------ Data section ------

use std::path::{Path, PathBuf};


/// Where the files of each area of interest live below a working directory.
#[derive(Debug, Clone, PartialEq)]
pub struct Layout {
    root: PathBuf,
}

impl Layout {
    pub fn new(root: impl AsRef<Path>) -> Self {
        Layout {
            root: root.as_ref().to_path_buf(),
        }
    }

    fn data(&self) -> PathBuf {
        self.root.join("data")
    }

    fn output(&self) -> PathBuf {
        self.root.join("output")
    }

    /// Area names queued for processing, one per line.
    pub fn records(&self) -> PathBuf {
        self.data().join("nl_records.txt")
    }

    /// Area names already processed, one per line.
    pub fn processed(&self) -> PathBuf {
        self.data().join("processed_records.txt")
    }

    pub fn dsm(&self, name: &str) -> PathBuf {
        self.data().join("DSM").join(format!("{}_dsm_05m.asc", name))
    }

    pub fn dtm(&self, name: &str) -> PathBuf {
        self.data().join("DTM").join(format!("{}_dtm_05m.asc", name))
    }

    pub fn filled_dtm(&self, name: &str) -> PathBuf {
        self.data().join("DTM_filtered").join(format!("{}_dtm_05m.asc", name))
    }

    pub fn height_model(&self, name: &str) -> PathBuf {
        self.data().join("CHM_nl").join(format!("{}.asc", name))
    }

    pub fn boundary(&self, name: &str) -> PathBuf {
        self.data().join("boundary_nl").join(format!("{}.geojson", name))
    }

    /// Directory holding the downloaded building tiles of an area.
    pub fn building_tiles(&self, name: &str) -> PathBuf {
        self.data().join("boundary_building").join(name)
    }

    /// Building footprints clipped to the area boundary.
    pub fn building_layer(&self, name: &str) -> PathBuf {
        self.data()
            .join("boundary_building")
            .join(format!("{}_vector.geojson", name))
    }

    pub fn estimates(&self, name: &str) -> PathBuf {
        self.output()
            .join("estimated_building_height")
            .join(format!("{}.json", name))
    }

    pub fn evaluation(&self, name: &str) -> PathBuf {
        self.output().join(name).join(format!("{}_evaluation.geojson", name))
    }
}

------

After locating the line containing "a working directory.", write out that line and all remaining lines of the records exactly, with nothing added.

◆ The answer:
/// Where the files of each area of interest live below a working directory.
#[derive(Debug, Clone, PartialEq)]
pub struct Layout {
    root: PathBuf,
}

impl Layout {
    pub fn new(root: impl AsRef<Path>) -> Self {
        Layout {
            root: root.as_ref().to_path_buf(),
        }
    }

    fn data(&self) -> PathBuf {
        self.root.join("data")
    }

    fn output(&self) -> PathBuf {
        self.root.join("output")
    }

    /// Area names queued for processing, one per line.
    pub fn records(&self) -> PathBuf {
        self.data().join("nl_records.txt")
    }

    /// Area names already processed, one per line.
    pub fn processed(&self) -> PathBuf {
        self.data().join("processed_records.txt")
    }

    pub fn dsm(&self, name: &str) -> PathBuf {
        self.data().join("DSM").join(format!("{}_dsm_05m.asc", name))
    }

    pub fn dtm(&self, name: &str) -> PathBuf {
        self.data().join("DTM").join(format!("{}_dtm_05m.asc", name))
    }

    pub fn filled_dtm(&self, name: &str) -> PathBuf {
        self.data().join("DTM_filtered").join(format!("{}_dtm_05m.asc", name))
    }

    pub fn height_model(&self, name: &str) -> PathBuf {
        self.data().join("CHM_nl").join(format!("{}.asc", name))
    }

    pub fn boundary(&self, name: &str) -> PathBuf {
        self.data().join("boundary_nl").join(format!("{}.geojson", name))
    }

    /// Directory holding the downloaded building tiles of an area.
    pub fn building_tiles(&self, name: &str) -> PathBuf {
        self.data().join("boundary_building").join(name)
    }

    /// Building footprints clipped to the area boundary.
    pub fn building_layer(&self, name: &str) -> PathBuf {
        self.data()
            .join("boundary_building")
            .join(format!("{}_vector.geojson", name))
    }

    pub fn estimates(&self, name: &str) -> PathBuf {
        self.output()
            .join("estimated_building_height")
            .join(format!("{}.json", name))
    }

    pub fn evaluation(&self, name: &str) -> PathBuf {
        self.output().join(name).join(format!("{}_evaluation.geojson", name))
    }
}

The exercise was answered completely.